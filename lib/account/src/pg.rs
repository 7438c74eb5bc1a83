//! Postgres-backed account store.
//!
//! Expected schema:
//!
//! ```sql
//! CREATE TABLE accounts (
//!     id TEXT PRIMARY KEY,
//!     name TEXT NOT NULL,
//!     connector_type TEXT NOT NULL,
//!     enabled BOOLEAN NOT NULL,
//!     status TEXT NOT NULL,
//!     error_message TEXT,
//!     config_blob TEXT NOT NULL,       -- base64 of the encrypted blob
//!     created_at TIMESTAMPTZ NOT NULL,
//!     updated_at TIMESTAMPTZ NOT NULL,
//!     last_used_at TIMESTAMPTZ
//! );
//! ```

use crate::account::{Account, AccountStatus};
use crate::error::AccountError;
use crate::store::AccountStore;
use amber_relay_core::AccountId;
use async_trait::async_trait;
use base64::Engine;
use base64::engine::general_purpose::STANDARD as BASE64;
use chrono::{DateTime, Utc};
use sqlx::{FromRow, PgPool};
use std::str::FromStr;

/// Row type for account queries.
#[derive(FromRow)]
struct AccountRow {
    id: String,
    name: String,
    connector_type: String,
    enabled: bool,
    status: String,
    error_message: Option<String>,
    config_blob: String,
    created_at: DateTime<Utc>,
    updated_at: DateTime<Utc>,
    last_used_at: Option<DateTime<Utc>>,
}

impl AccountRow {
    fn try_into_account(self) -> Result<Account, AccountError> {
        let id = AccountId::from_str(&self.id).map_err(|e| AccountError::Storage {
            reason: format!("invalid account id '{}': {}", self.id, e),
        })?;

        let config_blob = BASE64
            .decode(&self.config_blob)
            .map_err(|e| AccountError::Storage {
                reason: format!("invalid config blob encoding: {e}"),
            })?;

        Ok(Account {
            id,
            name: self.name,
            connector_type: self.connector_type,
            enabled: self.enabled,
            status: AccountStatus::from_str_value(&self.status),
            error_message: self.error_message,
            config_blob,
            created_at: self.created_at,
            updated_at: self.updated_at,
            last_used_at: self.last_used_at,
        })
    }
}

/// Postgres repository for account records.
pub struct PgAccountStore {
    pool: PgPool,
}

impl PgAccountStore {
    /// Creates a new store over an existing pool.
    #[must_use]
    pub fn new(pool: PgPool) -> Self {
        Self { pool }
    }

    fn storage_error(e: sqlx::Error) -> AccountError {
        AccountError::Storage {
            reason: e.to_string(),
        }
    }
}

#[async_trait]
impl AccountStore for PgAccountStore {
    async fn create(&self, account: &Account) -> Result<(), AccountError> {
        sqlx::query(
            r#"
            INSERT INTO accounts
                (id, name, connector_type, enabled, status, error_message,
                 config_blob, created_at, updated_at, last_used_at)
            VALUES ($1, $2, $3, $4, $5, $6, $7, $8, $9, $10)
            "#,
        )
        .bind(account.id.to_string())
        .bind(&account.name)
        .bind(&account.connector_type)
        .bind(account.enabled)
        .bind(account.status.as_str())
        .bind(&account.error_message)
        .bind(BASE64.encode(&account.config_blob))
        .bind(account.created_at)
        .bind(account.updated_at)
        .bind(account.last_used_at)
        .execute(&self.pool)
        .await
        .map_err(Self::storage_error)?;

        Ok(())
    }

    async fn find_by_id(&self, id: AccountId) -> Result<Option<Account>, AccountError> {
        let row: Option<AccountRow> = sqlx::query_as(
            r#"
            SELECT id, name, connector_type, enabled, status, error_message,
                   config_blob, created_at, updated_at, last_used_at
            FROM accounts
            WHERE id = $1
            "#,
        )
        .bind(id.to_string())
        .fetch_optional(&self.pool)
        .await
        .map_err(Self::storage_error)?;

        match row {
            Some(r) => Ok(Some(r.try_into_account()?)),
            None => Ok(None),
        }
    }

    async fn list_enabled(&self) -> Result<Vec<Account>, AccountError> {
        let rows: Vec<AccountRow> = sqlx::query_as(
            r#"
            SELECT id, name, connector_type, enabled, status, error_message,
                   config_blob, created_at, updated_at, last_used_at
            FROM accounts
            WHERE enabled = TRUE
            ORDER BY name ASC
            "#,
        )
        .fetch_all(&self.pool)
        .await
        .map_err(Self::storage_error)?;

        rows.into_iter().map(|r| r.try_into_account()).collect()
    }

    async fn update_config_blob(&self, id: AccountId, blob: Vec<u8>) -> Result<(), AccountError> {
        let result = sqlx::query(
            r#"
            UPDATE accounts
            SET config_blob = $2, updated_at = $3
            WHERE id = $1
            "#,
        )
        .bind(id.to_string())
        .bind(BASE64.encode(&blob))
        .bind(Utc::now())
        .execute(&self.pool)
        .await
        .map_err(Self::storage_error)?;

        if result.rows_affected() == 0 {
            return Err(AccountError::NotFound { id });
        }
        Ok(())
    }

    async fn set_status(
        &self,
        id: AccountId,
        status: AccountStatus,
        error_message: Option<String>,
    ) -> Result<(), AccountError> {
        let result = sqlx::query(
            r#"
            UPDATE accounts
            SET status = $2, error_message = $3, updated_at = $4
            WHERE id = $1
            "#,
        )
        .bind(id.to_string())
        .bind(status.as_str())
        .bind(&error_message)
        .bind(Utc::now())
        .execute(&self.pool)
        .await
        .map_err(Self::storage_error)?;

        if result.rows_affected() == 0 {
            return Err(AccountError::NotFound { id });
        }
        Ok(())
    }

    async fn delete(&self, id: AccountId) -> Result<(), AccountError> {
        sqlx::query(
            r#"
            DELETE FROM accounts
            WHERE id = $1
            "#,
        )
        .bind(id.to_string())
        .execute(&self.pool)
        .await
        .map_err(Self::storage_error)?;

        Ok(())
    }
}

──────

**What is required:** Give the listing again, exactly as it was written.

**Written response:**
filename lib/account/src/pg.rs
repository 7438c74eb5bc1a83
//! Postgres-backed account store.
//!
//! Expected schema:
//!
//! ```sql
//! CREATE TABLE accounts (
//!     id TEXT PRIMARY KEY,
//!     name TEXT NOT NULL,
//!     connector_type TEXT NOT NULL,
//!     enabled BOOLEAN NOT NULL,
//!     status TEXT NOT NULL,
//!     error_message TEXT,
//!     config_blob TEXT NOT NULL,       -- base64 of the encrypted blob
//!     created_at TIMESTAMPTZ NOT NULL,
//!     updated_at TIMESTAMPTZ NOT NULL,
//!     last_used_at TIMESTAMPTZ
//! );
//! ```

use crate::account::{Account, AccountStatus};
use crate::error::AccountError;
use crate::store::AccountStore;
use amber_relay_core::AccountId;
use async_trait::async_trait;
use base64::Engine;
use base64::engine::general_purpose::STANDARD as BASE64;
use chrono::{DateTime, Utc};
use sqlx::{FromRow, PgPool};
use std::str::FromStr;

/// Row type for account queries.
#[derive(FromRow)]
struct AccountRow {
    id: String,
    name: String,
    connector_type: String,
    enabled: bool,
    status: String,
    error_message: Option<String>,
    config_blob: String,
    created_at: DateTime<Utc>,
    updated_at: DateTime<Utc>,
    last_used_at: Option<DateTime<Utc>>,
}

impl AccountRow {
    fn try_into_account(self) -> Result<Account, AccountError> {
        let id = AccountId::from_str(&self.id).map_err(|e| AccountError::Storage {
            reason: format!("invalid account id '{}': {}", self.id, e),
        })?;

        let config_blob = BASE64
            .decode(&self.config_blob)
            .map_err(|e| AccountError::Storage {
                reason: format!("invalid config blob encoding: {e}"),
            })?;

        Ok(Account {
            id,
            name: self.name,
            connector_type: self.connector_type,
            enabled: self.enabled,
            status: AccountStatus::from_str_value(&self.status),
            error_message: self.error_message,
            config_blob,
            created_at: self.created_at,
            updated_at: self.updated_at,
            last_used_at: self.last_used_at,
        })
    }
}

/// Postgres repository for account records.
pub struct PgAccountStore {
    pool: PgPool,
}

impl PgAccountStore {
    /// Creates a new store over an existing pool.
    #[must_use]
    pub fn new(pool: PgPool) -> Self {
        Self { pool }
    }

    fn storage_error(e: sqlx::Error) -> AccountError {
        AccountError::Storage {
            reason: e.to_string(),
        }
    }
}

#[async_trait]
impl AccountStore for PgAccountStore {
    async fn create(&self, account: &Account) -> Result<(), AccountError> {
        sqlx::query(
            r#"
            INSERT INTO accounts
                (id, name, connector_type, enabled, status, error_message,
                 config_blob, created_at, updated_at, last_used_at)
            VALUES ($1, $2, $3, $4, $5, $6, $7, $8, $9, $10)
            "#,
        )
        .bind(account.id.to_string())
        .bind(&account.name)
        .bind(&account.connector_type)
        .bind(account.enabled)
        .bind(account.status.as_str())
        .bind(&account.error_message)
        .bind(BASE64.encode(&account.config_blob))
        .bind(account.created_at)
        .bind(account.updated_at)
        .bind(account.last_used_at)
        .execute(&self.pool)
        .await
        .map_err(Self::storage_error)?;

        Ok(())
    }

    async fn find_by_id(&self, id: AccountId) -> Result<Option<Account>, AccountError> {
        let row: Option<AccountRow> = sqlx::query_as(
            r#"
            SELECT id, name, connector_type, enabled, status, error_message,
                   config_blob, created_at, updated_at, last_used_at
            FROM accounts
            WHERE id = $1
            "#,
        )
        .bind(id.to_string())
        .fetch_optional(&self.pool)
        .await
        .map_err(Self::storage_error)?;

        match row {
            Some(r) => Ok(Some(r.try_into_account()?)),
            None => Ok(None),
        }
    }

    async fn list_enabled(&self) -> Result<Vec<Account>, AccountError> {
        let rows: Vec<AccountRow> = sqlx::query_as(
            r#"
            SELECT id, name, connector_type, enabled, status, error_message,
                   config_blob, created_at, updated_at, last_used_at
            FROM accounts
            WHERE enabled = TRUE
            ORDER BY name ASC
            "#,
        )
        .fetch_all(&self.pool)
        .await
        .map_err(Self::storage_error)?;

        rows.into_iter().map(|r| r.try_into_account()).collect()
    }

    async fn update_config_blob(&self, id: AccountId, blob: Vec<u8>) -> Result<(), AccountError> {
        let result = sqlx::query(
            r#"
            UPDATE accounts
            SET config_blob = $2, updated_at = $3
            WHERE id = $1
            "#,
        )
        .bind(id.to_string())
        .bind(BASE64.encode(&blob))
        .bind(Utc::now())
        .execute(&self.pool)
        .await
        .map_err(Self::storage_error)?;

        if result.rows_affected() == 0 {
            return Err(AccountError::NotFound { id });
        }
        Ok(())
    }

    async fn set_status(
        &self,
        id: AccountId,
        status: AccountStatus,
        error_message: Option<String>,
    ) -> Result<(), AccountError> {
        let result = sqlx::query(
            r#"
            UPDATE accounts
            SET status = $2, error_message = $3, updated_at = $4
            WHERE id = $1
            "#,
        )
        .bind(id.to_string())
        .bind(status.as_str())
        .bind(&error_message)
        .bind(Utc::now())
        .execute(&self.pool)
        .await
        .map_err(Self::storage_error)?;

        if result.rows_affected() == 0 {
            return Err(AccountError::NotFound { id });
        }
        Ok(())
    }

    async fn delete(&self, id: AccountId) -> Result<(), AccountError> {
        sqlx::query(
            r#"
            DELETE FROM accounts
            WHERE id = $1
            "#,
        )
        .bind(id.to_string())
        .execute(&self.pool)
        .await
        .map_err(Self::storage_error)?;

        Ok(())
    }
}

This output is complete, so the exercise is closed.